Aberrant DNA glycosylase-initiated repair pathway of free radicals induced DNA damage: Implications for age-related diseases and natural aging

Abstract

Aerobic cellular respiration generates reactive oxygen species (ROS), which can damage macromolecules including lipids, proteins and DNA. It was proposed that aging is a consequence of accumulation naturally occurring unrepaired oxidative DNA damage. In human cells, on average approximately 2000 to 8000 DNA lesions occur per hour in each cell, or about 40000 to 200000 per cell per day. DNA repair systems are able to discriminate between regular and modified bases. For example, DNA glycosylases specifically recognize and excise damaged bases among vast majority of regular bases in the base excision repair (BER) pathway. However, mismatched pairs between two regular bases occur due to spontaneous conversion of 5-methylcytosine to thymine and DNA polymerase errors during replication.

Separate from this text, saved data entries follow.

use serde::{Deserialize, Serialize};

use crate::model::{
    api::{category::CategoryRef, question::QuestionDesc},
    db::question::QuestionId,
    quiz::QuizScope,
};

/// The category a quiz is being played in, as chosen by the client.
#[derive(Debug, Clone, Default, Serialize, Deserialize)]
pub struct QuizCategory {
    #[serde(rename = "type", default)]
    pub kind: Option<String>,
    #[serde(default)]
    pub id: Option<CategoryRef>,
}

/// Body of a request for the next quiz question.
#[derive(Debug, Clone, Default, Serialize, Deserialize)]
pub struct QuizRequest {
    #[serde(default)]
    pub quiz_category: Option<QuizCategory>,
    #[serde(default)]
    pub previous_questions: Vec<QuestionId>,
}

impl QuizRequest {
    /// Which questions this quiz draws from.
    ///
    /// The category ID is taken as-is: it is the stored category ID, the same
    /// one used by the category listing routes.
    pub fn scope(&self) -> QuizScope {
        match self.quiz_category.as_ref().and_then(|c| c.id.as_ref()) {
            Some(id) if !id.is_all() => QuizScope::Category(id.to_reference()),
            _ => QuizScope::All,
        }
    }
}

#[derive(Debug, Serialize, Deserialize)]
pub struct QuizQuestion {
    pub success: bool,
    /// `None` once every question in scope has been asked.
    pub question: Option<QuestionDesc>,
}

#[cfg(test)]
mod tests {
    use super::*;

    use rocket::serde::json::{json, serde_json};

    fn scope_of(body: rocket::serde::json::Value) -> QuizScope {
        serde_json::from_value::<QuizRequest>(body).unwrap().scope()
    }

    #[test]
    fn category_id_is_used_unadjusted() {
        let scope = scope_of(json!({
            "quiz_category": {"type": "Science", "id": "1"},
            "previous_questions": [],
        }));
        assert_eq!(scope, QuizScope::Category("1".to_string()));

        let scope = scope_of(json!({
            "quiz_category": {"type": "Art", "id": 2},
            "previous_questions": [1, 2],
        }));
        assert_eq!(scope, QuizScope::Category("2".to_string()));
    }

    #[test]
    fn missing_or_zero_category_means_all() {
        assert_eq!(scope_of(json!({})), QuizScope::All);
        assert_eq!(scope_of(json!({ "quiz_category": null })), QuizScope::All);
        assert_eq!(
            scope_of(json!({ "quiz_category": {"type": "click", "id": 0} })),
            QuizScope::All
        );
        assert_eq!(
            scope_of(json!({ "quiz_category": {"type": "click"} })),
            QuizScope::All
        );
    }

    #[test]
    fn previous_questions_default_to_empty() {
        let request: QuizRequest = serde_json::from_value(json!({})).unwrap();
        assert!(request.previous_questions.is_empty());
    }

    #[test]
    fn exhausted_quiz_serialises_null_question() {
        let response = QuizQuestion {
            success: true,
            question: None,
        };
        assert_eq!(
            serde_json::to_value(response).unwrap(),
            json!({ "success": true, "question": null })
        );
    }
}
use proc_macro::TokenStream;
use proc_macro2::TokenStream as TokenStream2;
use quote::{format_ident, quote};
use syn::{
    parse_macro_input, spanned::Spanned, FnArg, GenericArgument, Ident, ItemFn, Pat, PathArguments,
    Signature, Type,
};

/// Transform an asynchronous test into a synchronous one, inject dependencies,
/// and ensure that the database is dropped regardless of how the test terminates.
///
/// Injectable dependencies are [`rocket::local::asynchronous::Client`],
/// [`mongodb::Database`], and [`crate::model::mongodb::Coll<T>`].
///
/// `#[backend_test(seeded)]` inserts the example categories and questions
/// before the test body runs.
#[proc_macro_attribute]
pub fn backend_test(args: TokenStream, input: TokenStream) -> TokenStream {
    let mut item_fn = parse_macro_input!(input as ItemFn);

    // Extract type information and reject invalid function signatures.
    let (test_args, collection_idents, collection_types) = match check_sig(item_fn.sig.clone()) {
        Ok(args) => args,
        Err(err) => {
            return err.into_compile_error().into();
        }
    };

    // Rename the future so the test can have its original name.
    let name = item_fn.sig.ident.clone();
    let new_name = format_ident!("{}_fut", name);
    item_fn.sig.ident = new_name.clone();

    // Seed the database with example data if asked to.
    let maybe_seed = match parse_macro_input!(args as Option<Ident>) {
        Some(arg) if arg == "seeded" => quote! {
            crate::model::db::seed_examples(&db).await.unwrap();
        },
        Some(arg) => {
            return syn::Error::new(arg.span(), "Expected `seeded` or no argument")
                .into_compile_error()
                .into();
        }
        None => quote! {},
    };

    // Client and database come first, then collections, in declaration order.
    let call_args = test_args
        .iter()
        .cloned()
        .chain(collection_idents.iter().map(|ident| quote! { #ident }))
        .collect::<Vec<_>>();

    // Rewrite the test function.
    quote! {
        #[test]
        fn #name() {
            /// Test setup.
            async fn setup() -> (rocket::local::asynchronous::Client, mongodb::Database) {
                log4rs_test_utils::test_logging::init_logging_once_for(
                    ["trivia_backend"],
                    None,
                    None,
                );
                let db_client = crate::db_client().await;
                let db_name = crate::database();
                let rocket_client = rocket::local::asynchronous::Client::tracked(crate::rocket_for_db(db_client.clone(), &db_name).await)
                    .await
                    .unwrap();
                let db = db_client.database(&db_name);

                #maybe_seed

                (rocket_client, db)
            }

            /// The test itself.
            #item_fn

            /// Test cleanup.
            async fn cleanup(db: mongodb::Database) {
                db.drop(None).await.unwrap();
            }

            // Create an async runtime. We need a separate one for inside and
            // outside the `catch_unwind`.
            let outer_runtime = rocket::tokio::runtime::Builder::new_multi_thread()
                .thread_name("test-setup-cleanup")
                .worker_threads(1)
                .enable_all()
                .build()
                .unwrap();
            let inner_runtime = rocket::tokio::runtime::Builder::new_multi_thread()
                .thread_name("rocket-worker-test-thread")
                .worker_threads(1)
                .enable_all()
                .build()
                .unwrap();

            // Run the setup.
            let (rocket_client, db) = outer_runtime.block_on(setup());

            // Run the test, catching any panics.
            // Use mutexes to safely transfer `!UnwindSafe` data.
            let client_mutex = std::sync::Mutex::new(rocket_client);
            let db_mutex = std::sync::Mutex::new(db.clone());
            let runtime_mutex = std::sync::Mutex::new(inner_runtime);
            let result = std::panic::catch_unwind(|| {
                let rocket_client = client_mutex.into_inner().unwrap();
                let db = db_mutex.into_inner().unwrap();
                let runtime = runtime_mutex.into_inner().unwrap();

                #(
                    let #collection_idents = crate::model::mongodb::Coll::<#collection_types>::from_db(&db);
                )*

                runtime.block_on(#new_name(#(#call_args),*));
            });

            // Run the cleanup.
            outer_runtime.block_on(cleanup(db));

            // If the test panicked, re-raise the panic.
            if let Err(cause) = result {
                std::panic::panic_any(cause);
            }
        }
    }
    .into()
}

/// Ensure the wrapped test is async, extract parameters to inject, and reject unknown parameters.
#[allow(clippy::type_complexity)]
fn check_sig(sig: Signature) -> Result<(Vec<TokenStream2>, Vec<Ident>, Vec<Ident>), syn::Error> {
    if sig.asyncness.is_none() {
        return Err(syn::Error::new(sig.span(), "Test must be marked `async`"));
    }

    let mut has_client = false;
    let mut has_db = false;
    let mut args = vec![];
    let mut collection_idents = vec![];
    let mut collection_types = vec![];

    for input in &sig.inputs {
        if let FnArg::Typed(pat_type) = input {
            if let Pat::Ident(pat_ident) = &*pat_type.pat {
                if let Type::Path(type_path) = &*pat_type.ty {
                    if let Some(type_ident) = type_path.path.get_ident() {
                        if type_ident == "Client" {
                            if has_client {
                                return Err(syn::Error::new(input.span(), "Test cannot accept more than one `rocket::local::asynchronous::Client`"));
                            }
                            has_client = true;
                            args.push(quote! { rocket_client });
                            continue;
                        } else if type_ident == "Database" {
                            if has_db {
                                return Err(syn::Error::new(
                                    input.span(),
                                    "Test cannot accept more than one `mongodb::Database`",
                                ));
                            }
                            has_db = true;
                            args.push(quote! { db });
                            continue;
                        }
                    } else {
                        // Valid as the last path segment for any type is itself
                        let possible_collection = type_path.path.segments.last().unwrap();
                        if possible_collection.ident == "Coll" {
                            if let PathArguments::AngleBracketed(generics) =
                                &possible_collection.arguments
                            {
                                if let Some(GenericArgument::Type(Type::Path(type_path))) =
                                    generics.args.first()
                                {
                                    if let Some(type_ident) = type_path.path.get_ident() {
                                        collection_idents.push(pat_ident.ident.clone());
                                        collection_types.push(type_ident.clone());
                                        continue;
                                    }
                                }
                            }
                        }
                    }
                }
            }
        }

        return Err(syn::Error::new(
            input.span(),
            "Expected one of `client_ident: Client`, `db_ident: Database` or `collection_ident: Coll<T>`",
        ));
    }

    Ok((args, collection_idents, collection_types))
}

To counteract these mutagenic threats to genome stability, cells evolved special DNA repair systems that target the non-damaged DNA strand in a duplex to remove mismatched regular DNA bases. Mismatch-specific adenine- and thymine-DNA glycosylases (MutY/MUTYH and TDG/MBD4, respectively) initiated base excision repair (BER) and mismatch repair (MMR) pathways can recognize and remove normal DNA bases in mismatched DNA duplexes. Paradoxically, under certain circumstances in DNA repair deficient cells bacterial MutY and human TDG can act in the aberrant manner: MutY and TDG removes Adenine and Thymine opposite misincorporated 8-oxoguanine and damaged Adenine, respectively. These unusual activities lead either to mutations or futile DNA repair, thus indicating that the DNA repair pathways which target non-damaged DNA strand can act in aberrant manner and introduce genome instability in the presence of unrepaired DNA lesions. Evidences gathered showing that in addition to the accumulation of oxidative DNA damage in cells, the aberrant DNA repair can also contribute to cancer, brain disorders and premature senescence. This review summarises the present knowledge about the aberrant DNA repair pathways for oxidised base modifications and their possible role in aging.